Tuesday, July 19, 2011
Meditation journal entry #12
Been some time since I have written about my meditations. There hasn't been much to write about though until recently. The last two weeks I didn't make time to meditate like I normally do. I had the very special visiting time with my kids. I got to have the for the whole two weeks and wow, what a great time we all had. I can't put into words how nice it was to be with them again. I can only say I felt complete in a way I usually don't. Still, after they went back to their mother, I slipped into my old routine of daily meditation. The first day back at it was pretty interesting. I really worked the two powers and filled my three cauldrons. I had a strong sensation of them realigning. I have come to suspect that what I sense as a re-aligning is what the original author of the cauldrons of posey may have meant when he talks about the cauldrons being tipped on their sides or upside down and how we can turn them right side up.

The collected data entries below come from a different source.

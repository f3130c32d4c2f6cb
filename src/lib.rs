// ============================================================================
// immutable-collection - Sealed, Read-Only Array-Like Collections
// ============================================================================
//
// Build a collection once from any indexable input; from then on its slots,
// its length and its iteration capability are fixed. Elements are held
// shallowly: the binding from index to value is frozen, the values are not.
// ============================================================================

#[macro_use]
mod macros;

pub mod collections;
pub mod core;
pub mod primitives;

// Re-export core items at crate root for ergonomic access
pub use crate::core::constants;
pub use crate::core::error::CollectionError;
pub use crate::core::types::Indexable;

// Re-export primitives at crate root
pub use crate::primitives::descriptor::{build_immutable_slot, SlotSpec};
pub use crate::primitives::key::PropertyKey;

// Re-export collections
pub use crate::collections::{
    create_immutable_collection, map, try_map, ImmutableCollection, IntoIter, Iter,
    IterCapability, SlotValue,
};

// =============================================================================
// TESTS
// =============================================================================

#[cfg(test)]
mod tests {
    use super::*;

    // =========================================================================
    // Concrete scenarios
    // =========================================================================

    #[test]
    fn scenario_letters() {
        let c = create_immutable_collection(&['a', 'b', 'c']).unwrap();

        assert_eq!(c.len(), 3);
        assert_eq!(c[0], 'a');
        assert_eq!(c[2], 'c');
        assert_eq!(c.iter().copied().collect::<Vec<_>>(), vec!['a', 'b', 'c']);
    }

    #[test]
    fn scenario_scaled_map() {
        let c = map(&[1, 2, 3], |x, i| x * 10 + i as i32).unwrap();

        assert_eq!(c.len(), 3);
        assert_eq!(c, [10, 21, 32]);
    }

    #[test]
    fn scenario_empty_map() {
        let empty: [i32; 0] = [];
        let c = map(&empty, |x, _| x.to_string()).unwrap();

        assert_eq!(c.len(), 0);
    }

    // =========================================================================
    // Shape
    // =========================================================================

    #[test]
    fn slot_descriptors_follow_builder() {
        let c = immutable![5, 6];

        for key in c.own_keys() {
            let slot = c.get_own_slot(key).unwrap();
            assert!(!slot.is_writable());
            assert!(!slot.is_configurable());
            assert_eq!(slot.is_enumerable(), key.as_index().is_some());
        }
    }

    #[test]
    fn mutation_attempts_leave_shape_unchanged() {
        let c = immutable![1, 2, 3];
        let keys_before = c.own_keys();

        let _ = c.assign(PropertyKey::Index(1), 99);
        let _ = c.assign(PropertyKey::Index(c.len()), 4);
        let _ = c.delete(PropertyKey::Index(0));
        let _ = c.delete(PropertyKey::Length);

        assert_eq!(c.own_keys(), keys_before);
        assert_eq!(c, [1, 2, 3]);
    }

    #[test]
    fn length_slot_matches_element_count() {
        let c: ImmutableCollection<u8> = (0..10).collect();
        let length = c.get_own_slot(PropertyKey::Length).unwrap();

        assert_eq!(*length.value(), SlotValue::Length(10));
        assert_eq!(c.own_enumerable_keys().count(), 10);
    }
}
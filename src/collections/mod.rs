// ============================================================================
// immutable-collection - Collections
// The sealed collection, its iterators, slot reflection and the map operation
// ============================================================================
//
// Construction always funnels through one sealing step:
//
// 1. create_immutable_collection: snapshot any Indexable input (clones)
// 2. map / try_map: transform an Indexable input eagerly, then seal
// 3. From / FromIterator / immutable!: seal an owned sequence directly
// ============================================================================

mod immutable;
mod iter;
mod reflect;
mod transform;

pub use immutable::{create_immutable_collection, ImmutableCollection};
pub use iter::{IntoIter, Iter, IterCapability};
pub use reflect::SlotValue;
pub use transform::{map, try_map};
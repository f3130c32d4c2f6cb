//! Benchmarks for immutable-collection
//!
//! Run with: cargo bench

use criterion::{black_box, criterion_group, criterion_main, BenchmarkId, Criterion};
use immutable_collection::{create_immutable_collection, map, ImmutableCollection, PropertyKey};

// =============================================================================
// CONSTRUCTION BENCHMARKS
// =============================================================================

fn bench_create(c: &mut Criterion) {
    let mut group = c.benchmark_group("create_immutable_collection");
    for size in [0usize, 16, 1024, 65536] {
        let input: Vec<u64> = (0..size as u64).collect();
        group.bench_with_input(BenchmarkId::from_parameter(size), &input, |b, input| {
            b.iter(|| black_box(create_immutable_collection(input).unwrap()))
        });
    }
    group.finish();
}

fn bench_from_vec(c: &mut Criterion) {
    c.bench_function("from_vec_1024", |b| {
        b.iter(|| {
            let input: Vec<u64> = (0..1024).collect();
            black_box(ImmutableCollection::from(input))
        })
    });
}

// =============================================================================
// MAP BENCHMARKS
// =============================================================================

fn bench_map(c: &mut Criterion) {
    let mut group = c.benchmark_group("map");
    for size in [16usize, 1024, 65536] {
        let input: Vec<u64> = (0..size as u64).collect();
        group.bench_with_input(BenchmarkId::from_parameter(size), &input, |b, input| {
            b.iter(|| black_box(map(input, |x, i| x * 10 + i as u64).unwrap()))
        });
    }
    group.finish();
}

// =============================================================================
// READ BENCHMARKS
// =============================================================================

fn bench_iterate(c: &mut Criterion) {
    let collection: ImmutableCollection<u64> = (0..1024).collect();
    c.bench_function("iterate_1024", |b| {
        b.iter(|| black_box(collection.iter().sum::<u64>()))
    });
}

fn bench_reflect_slot(c: &mut Criterion) {
    let collection: ImmutableCollection<u64> = (0..1024).collect();
    c.bench_function("get_own_slot", |b| {
        b.iter(|| black_box(collection.get_own_slot(PropertyKey::Index(black_box(512))).is_some()))
    });
}

criterion_group!(
    benches,
    bench_create,
    bench_from_vec,
    bench_map,
    bench_iterate,
    bench_reflect_slot,
);
criterion_main!(benches);
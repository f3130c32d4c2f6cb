// ============================================================================
// immutable-collection - Errors
// ============================================================================

use crate::primitives::key::PropertyKey;

/// Errors raised while building a collection or when a caller tries to
/// change one after it has been sealed.
#[derive(Debug, Clone, PartialEq, Eq, thiserror::Error)]
pub enum CollectionError {
    /// The input reported a length past [`MAX_LENGTH`](crate::constants::MAX_LENGTH).
    #[error("invalid argument: length {length} exceeds maximum of {max}")]
    LengthOutOfRange { length: usize, max: usize },

    /// The input reported `length` but could not produce `items[index]`.
    #[error("invalid argument: index {index} is missing from input of length {length}")]
    MissingIndex { index: usize, length: usize },

    /// Assignment to a read-only slot.
    #[error("cannot assign to read-only slot {key}")]
    NotWritable { key: PropertyKey },

    /// A new slot was requested on a sealed collection.
    #[error("cannot add slot {key}: collection is not extensible")]
    NotExtensible { key: PropertyKey },

    /// Redefinition or deletion of a non-configurable slot.
    #[error("cannot redefine or delete non-configurable slot {key}")]
    NotConfigurable { key: PropertyKey },
}

impl CollectionError {
    /// True for errors caused by a malformed input (the `InvalidArgument` kind).
    pub fn is_invalid_argument(&self) -> bool {
        matches!(
            self,
            Self::LengthOutOfRange { .. } | Self::MissingIndex { .. }
        )
    }

    /// True for rejected mutations of a sealed collection.
    pub fn is_seal_violation(&self) -> bool {
        matches!(
            self,
            Self::NotWritable { .. } | Self::NotExtensible { .. } | Self::NotConfigurable { .. }
        )
    }
}
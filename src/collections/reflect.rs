// ============================================================================
// immutable-collection - Slot Reflection
//
// The object-level view of a collection: which keys it owns, how each slot
// is described, and what happens when someone tries to change one. Every
// mutation attempt is rejected and leaves the collection untouched; callers
// that want silent semantics simply discard the Result.
// ============================================================================

use std::fmt;

use crate::collections::immutable::ImmutableCollection;
use crate::collections::iter::IterCapability;
use crate::core::constants::ENUMERABLE;
use crate::core::error::CollectionError;
use crate::primitives::descriptor::{build_immutable_slot, SlotSpec};
use crate::primitives::key::PropertyKey;

// =============================================================================
// SLOT VALUE
// =============================================================================

/// What a slot holds, as seen through reflection.
pub enum SlotValue<'a, T> {
    /// An element slot
    Element(&'a T),
    /// The `length` slot
    Length(usize),
    /// The iteration capability
    Iterator(IterCapability<'a, T>),
}

impl<T> Clone for SlotValue<'_, T> {
    fn clone(&self) -> Self {
        *self
    }
}

impl<T> Copy for SlotValue<'_, T> {}

impl<T: fmt::Debug> fmt::Debug for SlotValue<'_, T> {
    fn fmt(&self, f: &mut fmt::Formatter<'_>) -> fmt::Result {
        match self {
            Self::Element(value) => f.debug_tuple("Element").field(value).finish(),
            Self::Length(length) => f.debug_tuple("Length").field(length).finish(),
            Self::Iterator(capability) => f.debug_tuple("Iterator").field(capability).finish(),
        }
    }
}

impl<T: PartialEq> PartialEq for SlotValue<'_, T> {
    fn eq(&self, other: &Self) -> bool {
        match (self, other) {
            (Self::Element(a), Self::Element(b)) => a == b,
            (Self::Length(a), Self::Length(b)) => a == b,
            (Self::Iterator(a), Self::Iterator(b)) => a == b,
            _ => false,
        }
    }
}

// =============================================================================
// REFLECTION
// =============================================================================

impl<T> ImmutableCollection<T> {
    /// Every own key: indices ascending, then `length`, then the iteration
    /// capability.
    pub fn own_keys(&self) -> Vec<PropertyKey> {
        let mut keys: Vec<PropertyKey> = self.own_enumerable_keys().collect();
        keys.push(PropertyKey::Length);
        keys.push(PropertyKey::Iterator);
        keys
    }

    /// The keys visible to enumeration: exactly the element indices, ascending.
    ///
    /// ```
    /// use immutable_collection::{immutable, PropertyKey};
    ///
    /// let c = immutable!["x", "y"];
    /// let keys: Vec<_> = c.own_enumerable_keys().collect();
    /// assert_eq!(keys, vec![PropertyKey::Index(0), PropertyKey::Index(1)]);
    /// ```
    pub fn own_enumerable_keys(&self) -> impl Iterator<Item = PropertyKey> + use<T> {
        (0..self.len()).map(PropertyKey::Index)
    }

    /// Does the collection own a slot under `key`?
    pub fn has_own(&self, key: PropertyKey) -> bool {
        match key {
            PropertyKey::Index(index) => index < self.len(),
            PropertyKey::Length | PropertyKey::Iterator => true,
        }
    }

    /// Describe the slot under `key`, or `None` if there is no such slot.
    pub fn get_own_slot(&self, key: PropertyKey) -> Option<SlotSpec<SlotValue<'_, T>>> {
        match key {
            PropertyKey::Index(index) => self
                .get(index)
                .map(|value| build_immutable_slot(SlotValue::Element(value), true)),
            PropertyKey::Length => Some(build_immutable_slot(SlotValue::Length(self.len()), false)),
            PropertyKey::Iterator => Some(build_immutable_slot(
                SlotValue::Iterator(self.iterator()),
                false,
            )),
        }
    }

    /// Always true: no slot can be added, removed, reconfigured or reassigned.
    pub fn is_frozen(&self) -> bool {
        true
    }

    /// Always true: no slot can be added, removed or reconfigured.
    pub fn is_sealed(&self) -> bool {
        true
    }

    /// Always false: the slot set is closed.
    pub fn is_extensible(&self) -> bool {
        false
    }

    // =========================================================================
    // REJECTED MUTATIONS
    // =========================================================================

    /// Attempt to assign `value` to the slot under `key`.
    ///
    /// Existing slots are read-only and missing slots cannot be added, so
    /// this always fails and the collection is unchanged.
    ///
    /// ```
    /// use immutable_collection::{immutable, CollectionError, PropertyKey};
    ///
    /// let c = immutable![1, 2, 3];
    /// assert_eq!(
    ///     c.assign(PropertyKey::Index(0), 10),
    ///     Err(CollectionError::NotWritable { key: PropertyKey::Index(0) })
    /// );
    /// assert_eq!(c[0], 1);
    /// ```
    pub fn assign(&self, key: PropertyKey, _value: T) -> Result<(), CollectionError> {
        if self.has_own(key) {
            Err(CollectionError::NotWritable { key })
        } else {
            Err(CollectionError::NotExtensible { key })
        }
    }

    /// Attempt to delete the slot under `key`.
    ///
    /// Deleting a key the collection does not own trivially succeeds;
    /// deleting an owned slot fails because no slot is configurable.
    pub fn delete(&self, key: PropertyKey) -> Result<(), CollectionError> {
        if self.has_own(key) {
            Err(CollectionError::NotConfigurable { key })
        } else {
            Ok(())
        }
    }
}

impl<T: PartialEq> ImmutableCollection<T> {
    /// Attempt to (re)define the element slot under `key`.
    ///
    /// Succeeds without effect only when `spec` is identical to the slot
    /// already there (same value, enumerable, not writable, not
    /// configurable). Anything else is rejected.
    pub fn define_slot(
        &self,
        key: PropertyKey,
        spec: SlotSpec<T>,
    ) -> Result<(), CollectionError> {
        match key {
            PropertyKey::Index(index) => match self.get(index) {
                Some(current) if spec.flags() == ENUMERABLE && spec.value() == current => Ok(()),
                Some(_) => Err(CollectionError::NotConfigurable { key }),
                None => Err(CollectionError::NotExtensible { key }),
            },
            PropertyKey::Length | PropertyKey::Iterator => {
                Err(CollectionError::NotConfigurable { key })
            }
        }
    }
}

#[cfg(test)]
mod tests {
    use super::*;
    use crate::core::constants::WRITABLE;

    fn abc() -> ImmutableCollection<char> {
        ImmutableCollection::from(vec!['a', 'b', 'c'])
    }

    #[test]
    fn own_keys_order() {
        assert_eq!(
            abc().own_keys(),
            vec![
                PropertyKey::Index(0),
                PropertyKey::Index(1),
                PropertyKey::Index(2),
                PropertyKey::Length,
                PropertyKey::Iterator,
            ]
        );
    }

    #[test]
    fn enumerable_keys_exclude_metadata() {
        let c = abc();
        let keys: Vec<_> = c.own_enumerable_keys().collect();
        assert_eq!(keys.len(), 3);
        assert!(!keys.contains(&PropertyKey::Length));
        assert!(!keys.contains(&PropertyKey::Iterator));

        let empty: ImmutableCollection<char> = ImmutableCollection::new();
        assert_eq!(empty.own_enumerable_keys().count(), 0);
        assert_eq!(empty.own_keys(), vec![PropertyKey::Length, PropertyKey::Iterator]);
    }

    #[test]
    fn element_slots_are_enumerable_and_locked() {
        let c = abc();
        let slot = c.get_own_slot(PropertyKey::Index(1)).unwrap();
        assert_eq!(*slot.value(), SlotValue::Element(&'b'));
        assert!(slot.is_enumerable());
        assert!(!slot.is_writable());
        assert!(!slot.is_configurable());
        assert!(c.get_own_slot(PropertyKey::Index(3)).is_none());
    }

    #[test]
    fn metadata_slots_are_hidden_and_locked() {
        let c = abc();

        let length = c.get_own_slot(PropertyKey::Length).unwrap();
        assert_eq!(*length.value(), SlotValue::Length(3));
        assert!(!length.is_enumerable());
        assert!(!length.is_writable());

        let iterator = c.get_own_slot(PropertyKey::Iterator).unwrap();
        assert!(!iterator.is_enumerable());
        assert!(!iterator.is_configurable());
        match iterator.into_value() {
            SlotValue::Iterator(capability) => {
                assert_eq!(capability.invoke().collect::<String>(), "abc");
            }
            other => panic!("expected iteration capability, got {other:?}"),
        }
    }

    #[test]
    fn assign_never_changes_slots() {
        let c = abc();
        assert!(matches!(c.assign(PropertyKey::Index(0), 'z'), Err(CollectionError::NotWritable { .. })));
        assert!(matches!(
            c.assign(PropertyKey::Length, 'z'),
            Err(CollectionError::NotWritable { .. })
        ));
        assert_eq!(
            c.assign(PropertyKey::Index(3), 'd'),
            Err(CollectionError::NotExtensible {
                key: PropertyKey::Index(3)
            })
        );
        assert_eq!(c, ['a', 'b', 'c']);
        assert_eq!(c.own_keys().len(), 5);
    }

    #[test]
    fn delete_rejects_owned_and_ignores_missing() {
        let c = abc();
        assert_eq!(
            c.delete(PropertyKey::Index(2)),
            Err(CollectionError::NotConfigurable {
                key: PropertyKey::Index(2)
            })
        );
        assert!(c.delete(PropertyKey::Iterator).is_err());
        assert_eq!(c.delete(PropertyKey::Index(10)), Ok(()));
        assert_eq!(c.len(), 3);
        assert!(c.has_own(PropertyKey::Index(2)));
    }

    #[test]
    fn define_identical_slot_is_a_no_op() {
        let c = abc();
        assert_eq!(c.define_slot(PropertyKey::Index(0), build_immutable_slot('a', true)), Ok(()));
    }

    #[test]
    fn define_different_slot_is_rejected() {
        let c = abc();
        assert!(c.define_slot(PropertyKey::Index(0), build_immutable_slot('z', true)).is_err());
        assert!(c.define_slot(PropertyKey::Index(0), build_immutable_slot('a', false)).is_err());
        assert!(c
            .define_slot(PropertyKey::Index(0), SlotSpec::with_flags('a', ENUMERABLE | WRITABLE))
            .is_err());
        assert_eq!(
            c.define_slot(PropertyKey::Index(5), build_immutable_slot('f', true)),
            Err(CollectionError::NotExtensible {
                key: PropertyKey::Index(5)
            })
        );
        assert!(c
            .define_slot(PropertyKey::Length, SlotSpec::immutable('a'))
            .is_err());
        assert_eq!(c, ['a', 'b', 'c']);
    }

    #[test]
    fn seal_state() {
        let c = abc();
        assert!(c.is_frozen());
        assert!(c.is_sealed());
        assert!(!c.is_extensible());
    }
}
// ============================================================================
// immutable-collection - Property Keys
// Names of the slots a collection owns
// ============================================================================

use std::fmt;

use serde::{Deserialize, Serialize};

/// The key of one slot on a collection.
///
/// Variant order matches own-key order: integer indices first (ascending),
/// then `length`, then the iteration capability.
#[derive(Debug, Clone, Copy, PartialEq, Eq, PartialOrd, Ord, Hash, Serialize, Deserialize)]
#[serde(rename_all = "snake_case")]
pub enum PropertyKey {
    /// Element slot at a zero-based index
    Index(usize),
    /// The `length` slot
    Length,
    /// The iteration capability
    Iterator,
}

impl PropertyKey {
    /// The element index, if this is an element key.
    pub fn as_index(&self) -> Option<usize> {
        match self {
            Self::Index(index) => Some(*index),
            Self::Length | Self::Iterator => None,
        }
    }
}

impl From<usize> for PropertyKey {
    fn from(index: usize) -> Self {
        Self::Index(index)
    }
}

impl fmt::Display for PropertyKey {
    fn fmt(&self, f: &mut fmt::Formatter<'_>) -> fmt::Result {
        match self {
            Self::Index(index) => write!(f, "{index}"),
            Self::Length => f.write_str("length"),
            Self::Iterator => f.write_str("@@iterator"),
        }
    }
}
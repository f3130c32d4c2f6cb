// ============================================================================
// immutable-collection - Map Operation
//
// Transform every element of an indexable input, eagerly and in ascending
// index order, then seal the results. The transform runs to completion (or
// fails) before any collection exists, so partial results are never
// observable.
// ============================================================================

use crate::collections::immutable::{checked_length, ImmutableCollection};
use crate::core::error::CollectionError;
use crate::core::types::Indexable;

/// Map an indexable input into a new sealed collection.
///
/// `transform` receives each element with its zero-based index. The output
/// has the same length as the input and slot `i` holds
/// `transform(&items[i], i)`.
///
/// # Errors
///
/// Fails with an `InvalidArgument`-kind [`CollectionError`] when `items` is
/// malformed (see [`create_immutable_collection`]). A panicking `transform`
/// unwinds through `map` without producing a collection.
///
/// [`create_immutable_collection`]: crate::create_immutable_collection
///
/// # Example
///
/// ```
/// use immutable_collection::map;
///
/// let scaled = map(&[1, 2, 3], |x, i| x * 10 + i as i32).unwrap();
/// assert_eq!(scaled, [10, 21, 32]);
/// ```
pub fn map<I, U, F>(items: &I, mut transform: F) -> Result<ImmutableCollection<U>, CollectionError>
where
    I: Indexable + ?Sized,
    F: FnMut(&I::Item, usize) -> U,
{
    try_map(items, |item, index| {
        Ok::<_, CollectionError>(transform(item, index))
    })
}

/// Map an indexable input with a fallible transform.
///
/// The first error returned by `transform` is handed back unchanged; later
/// indices are not visited and no collection is built. Malformed input is
/// reported through `E`'s `From<CollectionError>` conversion.
///
/// # Example
///
/// ```
/// use immutable_collection::{try_map, CollectionError};
///
/// #[derive(Debug, PartialEq)]
/// enum ParseError {
///     Bad(String),
///     Input(CollectionError),
/// }
///
/// impl From<CollectionError> for ParseError {
///     fn from(err: CollectionError) -> Self {
///         ParseError::Input(err)
///     }
/// }
///
/// let parse = |s: &&str, _: usize| s.parse::<u8>().map_err(|_| ParseError::Bad(s.to_string()));
///
/// let ok = try_map(&["1", "2"], parse).unwrap();
/// assert_eq!(ok, [1, 2]);
///
/// let err = try_map(&["1", "x", "3"], parse).unwrap_err();
/// assert_eq!(err, ParseError::Bad("x".to_string()));
/// ```
pub fn try_map<I, U, E, F>(items: &I, mut transform: F) -> Result<ImmutableCollection<U>, E>
where
    I: Indexable + ?Sized,
    F: FnMut(&I::Item, usize) -> Result<U, E>,
    E: From<CollectionError>,
{
    let length = checked_length(items)?;
    let mut mapped = Vec::new();
    for index in 0..length {
        let item = items
            .at(index)
            .ok_or(CollectionError::MissingIndex { index, length })?;
        mapped.push(transform(item, index)?);
    }
    Ok(ImmutableCollection::seal(mapped))
}
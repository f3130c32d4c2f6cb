// ============================================================================
// immutable-collection - Primitives Module
// Slot descriptors and the keys they are registered under
// ============================================================================

pub mod descriptor;
pub mod key;

// Re-export for convenience
pub use descriptor::{build_immutable_slot, SlotSpec};
pub use key::PropertyKey;
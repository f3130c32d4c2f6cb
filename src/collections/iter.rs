// ============================================================================
// immutable-collection - Iteration
//
// The iteration capability is a factory of cursors, not a cursor: every
// invocation hands out fresh traversal state, so independent traversals can
// never observe each other's position. Cursors read back through the
// collection's own sealed slots, never through the original input.
// ============================================================================

use std::fmt;
use std::iter::FusedIterator;

use crate::collections::immutable::ImmutableCollection;

// =============================================================================
// ITERATION CAPABILITY
// =============================================================================

/// The non-enumerable iteration slot of a collection.
///
/// # Example
///
/// ```
/// use immutable_collection::immutable;
///
/// let c = immutable![1, 2, 3];
/// let capability = c.iterator();
///
/// let mut first = capability.invoke();
/// let mut second = capability.invoke();
///
/// assert_eq!(first.next(), Some(&1));
/// assert_eq!(first.next(), Some(&2));
/// // The second traversal starts from index 0 regardless
/// assert_eq!(second.next(), Some(&1));
/// ```
pub struct IterCapability<'a, T> {
    collection: &'a ImmutableCollection<T>,
}

impl<'a, T> IterCapability<'a, T> {
    pub(crate) fn new(collection: &'a ImmutableCollection<T>) -> Self {
        Self { collection }
    }

    /// Start a new traversal from index 0.
    pub fn invoke(&self) -> Iter<'a, T> {
        Iter {
            collection: self.collection,
            front: 0,
            back: self.collection.len(),
        }
    }
}

impl<T> Clone for IterCapability<'_, T> {
    fn clone(&self) -> Self {
        *self
    }
}

impl<T> Copy for IterCapability<'_, T> {}

impl<T> fmt::Debug for IterCapability<'_, T> {
    fn fmt(&self, f: &mut fmt::Formatter<'_>) -> fmt::Result {
        f.debug_struct("IterCapability")
            .field("len", &self.collection.len())
            .finish()
    }
}

impl<T> PartialEq for IterCapability<'_, T> {
    /// Two capabilities are equal when they traverse the same sealed storage.
    fn eq(&self, other: &Self) -> bool {
        ImmutableCollection::ptr_eq(self.collection, other.collection)
    }
}

// =============================================================================
// BORROWING CURSOR
// =============================================================================

/// Ascending traversal over a collection's slots.
pub struct Iter<'a, T> {
    collection: &'a ImmutableCollection<T>,
    front: usize,
    back: usize,
}

impl<'a, T> Iterator for Iter<'a, T> {
    type Item = &'a T;

    fn next(&mut self) -> Option<&'a T> {
        if self.front >= self.back {
            return None;
        }
        let item = self.collection.get(self.front);
        self.front += 1;
        item
    }

    fn size_hint(&self) -> (usize, Option<usize>) {
        let remaining = self.back - self.front;
        (remaining, Some(remaining))
    }
}

impl<T> DoubleEndedIterator for Iter<'_, T> {
    fn next_back(&mut self) -> Option<Self::Item> {
        if self.front >= self.back {
            return None;
        }
        self.back -= 1;
        self.collection.get(self.back)
    }
}

impl<T> ExactSizeIterator for Iter<'_, T> {}

impl<T> FusedIterator for Iter<'_, T> {}

impl<T> Clone for Iter<'_, T> {
    fn clone(&self) -> Self {
        Self {
            collection: self.collection,
            front: self.front,
            back: self.back,
        }
    }
}

impl<T: fmt::Debug> fmt::Debug for Iter<'_, T> {
    fn fmt(&self, f: &mut fmt::Formatter<'_>) -> fmt::Result {
        f.debug_tuple("Iter")
            .field(&&self.collection.as_slice()[self.front..self.back])
            .finish()
    }
}

// =============================================================================
// OWNING CURSOR
// =============================================================================

/// Owning traversal; yields clones because the slots are shared and sealed.
pub struct IntoIter<T> {
    collection: ImmutableCollection<T>,
    front: usize,
    back: usize,
}

impl<T> IntoIter<T> {
    pub(crate) fn new(collection: ImmutableCollection<T>) -> Self {
        let back = collection.len();
        Self {
            collection,
            front: 0,
            back,
        }
    }
}

impl<T: Clone> Iterator for IntoIter<T> {
    type Item = T;

    fn next(&mut self) -> Option<T> {
        if self.front >= self.back {
            return None;
        }
        let item = self.collection.get(self.front).cloned();
        self.front += 1;
        item
    }

    fn size_hint(&self) -> (usize, Option<usize>) {
        let remaining = self.back - self.front;
        (remaining, Some(remaining))
    }
}

impl<T: Clone> DoubleEndedIterator for IntoIter<T> {
    fn next_back(&mut self) -> Option<T> {
        if self.front >= self.back {
            return None;
        }
        self.back -= 1;
        self.collection.get(self.back).cloned()
    }
}

impl<T: Clone> ExactSizeIterator for IntoIter<T> {}

impl<T: Clone> FusedIterator for IntoIter<T> {}

impl<T: fmt::Debug> fmt::Debug for IntoIter<T> {
    fn fmt(&self, f: &mut fmt::Formatter<'_>) -> fmt::Result {
        f.debug_tuple("IntoIter")
            .field(&&self.collection.as_slice()[self.front..self.back])
            .finish()
    }
}
// ============================================================================
// immutable-collection - Slot Descriptors
//
// A SlotSpec states what a slot holds and which operations it permits.
// Every slot a collection owns is described by build_immutable_slot: never
// writable, never configurable, enumerable only when asked.
// ============================================================================

use crate::core::constants::*;

// =============================================================================
// SLOT SPEC
// =============================================================================

/// Specification of one slot: its value plus attribute flags.
///
/// # Example
///
/// ```
/// use immutable_collection::build_immutable_slot;
///
/// let spec = build_immutable_slot("a", true);
/// assert_eq!(*spec.value(), "a");
/// assert!(!spec.is_writable());
/// assert!(!spec.is_configurable());
/// assert!(spec.is_enumerable());
/// ```
#[derive(Debug, Clone, Copy, PartialEq, Eq, Hash)]
pub struct SlotSpec<T> {
    value: T,
    flags: u8,
}

impl<T> SlotSpec<T> {
    /// Create a spec with explicit attribute flags.
    ///
    /// Bits outside [`ATTRIBUTE_MASK`] are dropped.
    pub fn with_flags(value: T, flags: u8) -> Self {
        Self {
            value,
            flags: flags & ATTRIBUTE_MASK,
        }
    }

    /// Non-writable, non-configurable, non-enumerable slot.
    pub fn immutable(value: T) -> Self {
        build_immutable_slot(value, false)
    }

    /// The value the slot holds.
    pub fn value(&self) -> &T {
        &self.value
    }

    /// Consume the spec, returning its value.
    pub fn into_value(self) -> T {
        self.value
    }

    /// The raw attribute bits.
    pub fn flags(&self) -> u8 {
        self.flags
    }

    pub fn is_writable(&self) -> bool {
        self.flags & WRITABLE != 0
    }

    pub fn is_enumerable(&self) -> bool {
        self.flags & ENUMERABLE != 0
    }

    pub fn is_configurable(&self) -> bool {
        self.flags & CONFIGURABLE != 0
    }

    /// Same attributes, different value.
    pub fn map_value<U>(self, f: impl FnOnce(T) -> U) -> SlotSpec<U> {
        SlotSpec {
            value: f(self.value),
            flags: self.flags,
        }
    }

    /// Borrow the value, keeping the attributes.
    pub fn borrowed(&self) -> SlotSpec<&T> {
        SlotSpec {
            value: &self.value,
            flags: self.flags,
        }
    }
}

// =============================================================================
// BUILDER
// =============================================================================

/// Describe a slot that can never be reassigned, redefined or deleted.
///
/// `enumerable` controls whether the slot shows up when enumerating own
/// enumerable keys. Element slots pass `true`; `length` and the iteration
/// capability pass `false`.
pub fn build_immutable_slot<T>(value: T, enumerable: bool) -> SlotSpec<T> {
    let flags = if enumerable { ENUMERABLE } else { 0 };
    SlotSpec { value, flags }
}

Today I chose to do an Ogham meditation. That means I pull out a Ogham Few at random and meditate upon it's meanings as they pertain to my life. Ruis was the few that chose me today. I considered what are my passions in life, what am I passionate about. This seemed very fitting at this time as just last night my b'loved water witch was saying how I don't seem as happy of late. Though last night I came up with several reasons that may be contributing to this, it occurred to me today that much of it is that I am not acting upon the things that I am passionate about. One of those things that I am passionate about it helping people with the problems they are struggling with. This led me to post on FaceBook that I was giving free Ogham readings for the day so as to get more practice in. I had several requests. Good questions most of them and I enjoyed the practice and I feel that I was able to help those who asked. All but one that is. One question I could not discern an answer that made sense. I may attempt the divination at another time. Part of the difficulty is the nature of the question isn't one that the Ogham is going to be able to answer easily. In the end I feel a fire in my heart that I haven't had in a while.